Requirements may include attributes like dimensions, ease of use, colour, specific ingredients, and so on. If we go back to the example of the company producing holiday eggnog, one of the major deliverables is the cartons that hold the eggnog. The requirements for that deliverable may include carton design, photographs that will appear on the carton, colour choices, etc.
Requirements specify what the final project deliverable should look like and what it should do. Requirements must be measurable, testable, related to identified business needs or opportunities, and defined to a level of detail sufficient for system design. They can be divided into six basic categories: functional, non-functional, technical, business, user, and regulatory requirements.
Functional Requirements
Functional requirements describe the characteristics of the final deliverable in ordinary non-technical language. They should be understandable to the customers, and the customers should play a direct role in their development. Functional requirements are what you want the deliverable to do.
Vehicle Example
If you were buying vehicles for a business, your functional requirement might be: "The vehicles should be able to take up to a one ton load from a warehouse to a shop".
Computer System Example
For a computer system you may define what the system is to do: "The system should store all details of a customer's order".
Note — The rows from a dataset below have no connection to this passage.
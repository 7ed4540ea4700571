//! Interactive game sessions against the computer or another human

use std::io::{self, BufRead};

use anyhow::Result;
use clap::Parser;

use crate::{
    analysis::AnalysisReport,
    board::Square,
    cli::output::{self, Console},
    error::Error,
    game::{Contender, Contenders, Game},
    search,
    selection::MoveSelector,
};

const BANNER: &str = "\n                --- Tic-Tac-Toe ---\n\n";

const COMMAND_HELP: &str = "\
Move commands are A1, A2, A3, B1, B2, B3, C1, C2 or C3
The player can also enter the commands:
  A for game analysis.
  C for computer generated move.
  G to give up the game.
  Q to quit the program.

";

#[derive(Parser, Debug)]
#[command(about = "Play interactive games in the terminal")]
pub struct PlayArgs {
    /// Number of human players: 0 watches the computer play itself,
    /// 1 pits you against the computer, 2 is a two-human analysis session
    #[arg(long = "players", short = 'n', default_value_t = 1, value_parser = clap::value_parser!(u8).range(0..=2))]
    pub players: u8,

    /// Random seed for the computer's move selection, for reproducible games
    #[arg(long)]
    pub seed: Option<u64>,

    /// Print output at full speed instead of pacing it line by line
    #[arg(long)]
    pub no_delay: bool,
}

/// What a human typed at the move prompt
#[derive(Debug, Clone, Copy, PartialEq, Eq)]
enum Command {
    Move(Square),
    Analyze,
    ComputerMove,
    GiveUp,
    Quit,
}

/// How a single game ended
#[derive(Debug, Clone, Copy, PartialEq, Eq)]
enum MatchEnd {
    /// Played out to a win or a draw
    Played,
    /// A human gave up the game
    GaveUp,
    /// A human asked to leave the program
    Quit,
}

fn parse_command(token: &str) -> Option<Command> {
    if token.eq_ignore_ascii_case("a") {
        return Some(Command::Analyze);
    }
    if token.eq_ignore_ascii_case("c") {
        return Some(Command::ComputerMove);
    }
    if token.eq_ignore_ascii_case("g") {
        return Some(Command::GiveUp);
    }
    if token.eq_ignore_ascii_case("q") {
        return Some(Command::Quit);
    }

    token.parse().ok().map(Command::Move)
}

pub fn execute(args: PlayArgs) -> Result<()> {
    let console = if args.no_delay {
        Console::instant()
    } else {
        Console::new()
    };

    let mut selector = match args.seed {
        Some(seed) => MoveSelector::with_seed(seed),
        None => MoveSelector::new(),
    };

    let contenders = Contenders::from_players(args.players)?;

    let stdin = io::stdin();
    run_session(contenders, &mut selector, &console, &mut stdin.lock())?;
    Ok(())
}

/// Play games until the user declines another one or quits.
///
/// Between games of a human-versus-computer session the seats swap, so
/// the human alternates between opening and answering. Returns the
/// seating in effect when the session ended.
fn run_session(
    mut contenders: Contenders,
    selector: &mut MoveSelector,
    console: &Console,
    input: &mut impl BufRead,
) -> Result<Contenders> {
    console.say(BANNER);

    if contenders.any_human() {
        console.say(COMMAND_HELP);
    }

    loop {
        console.say(&format!("{contenders}\n\n"));

        if run_match(contenders, selector, console, input)? == MatchEnd::Quit {
            return Ok(contenders);
        }

        if !console.ask_yes_no("Play again? (Y/N) ", input)? {
            break;
        }

        console.say("\nNew game.\n\n");

        if contenders.is_mixed() {
            contenders = contenders.swapped();
        }
    }

    console.say("Good bye.\n");
    Ok(contenders)
}

/// Play one game to its end.
fn run_match(
    contenders: Contenders,
    selector: &mut MoveSelector,
    console: &Console,
    input: &mut impl BufRead,
) -> Result<MatchEnd> {
    let mut game = Game::new();

    console.say(&output::board_grid(&game.board));

    loop {
        match contenders.seat(game.to_move) {
            Contender::Computer => {
                // Give the output a beat before the computer answers.
                console.pause_before_move();
                computer_move(&mut game, selector, console)?;
            }
            Contender::Human => {
                console.say(&format!("Move for player {}> ", game.to_move));

                let Some(token) = output::read_token(input)? else {
                    return Ok(MatchEnd::Quit);
                };

                match parse_command(&token) {
                    Some(Command::Quit) => return Ok(MatchEnd::Quit),
                    Some(Command::GiveUp) => return Ok(MatchEnd::GaveUp),
                    Some(Command::Analyze) => {
                        let report = AnalysisReport::new(&game.board, game.to_move);
                        console.say(&format!("\n{report}\n\n"));
                        continue;
                    }
                    Some(Command::ComputerMove) => {
                        computer_move(&mut game, selector, console)?;
                    }
                    Some(Command::Move(square)) => match game.play(square) {
                        Ok(_) => {}
                        Err(Error::SquareOccupied { .. }) => {
                            console.say("Invalid move, try again.\n");
                            continue;
                        }
                        Err(error) => return Err(error.into()),
                    },
                    None => {
                        console.say("Syntax error, try again.\n");
                        continue;
                    }
                }
            }
        }

        console.say(&output::board_grid(&game.board));

        if game.is_over() {
            break;
        }
    }

    match game.outcome.winner() {
        Some(winner) => console.say(&format!("{winner} wins.\n")),
        None => console.say("Draw.\n"),
    }

    Ok(MatchEnd::Played)
}

/// Search the position and play one of the best moves.
fn computer_move(game: &mut Game, selector: &mut MoveSelector, console: &Console) -> Result<()> {
    let player = game.to_move;

    console.say(&format!("Computer playing as {player}.\n"));

    let report = search::search(&game.board, player);
    let chosen = selector.pick(&report, player)?;

    console.say(&format!("Move for player {player}> {}\n", chosen.square));

    game.play(chosen.square)?;
    Ok(())
}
The important point to note is that what is wanted is specified and not how it will be delivered.
Non-Functional Requirements
Non-functional requirements specify criteria that can be used to judge the final product or service that your project delivers. They are restrictions or constraints to be placed on the deliverable and how to build it. Their purpose is to restrict the number of solutions that will meet a set of requirements. Using the vehicle example, the functional requirement is for a vehicle to take a load from a warehouse to a shop. Without any constraints, the solutions being offered might result in anything from a small to a large truck. Non-functional requirements can be split into two types: performance and development.
To restrict the types of solutions, you might include these performance constraints:
- The purchased trucks should be American-made trucks due to government incentives.
- The load area must be covered.
- The load area must have a height of at least 10 feet.
Similarly, for the computer system example, you might specify values for the generic types of performance constraints:
- The response time for information is displayed on the screen for the user.
- The number of hours a system should be available.
- The number of records a system should be able to hold.
- The capacity for growth of the system should be built in.
- The length of time a record should be held for auditing purposes.
For the customer records example, the constraints might be:
- The system should be available from 9 a.m. to 5 p.m.Monday to Friday.
- The system should be able to hold 100,000 customer records initially.
- The system should be able to add 10,000 records a year for 10 years.
- A record should be fully available on the system for at least seven years.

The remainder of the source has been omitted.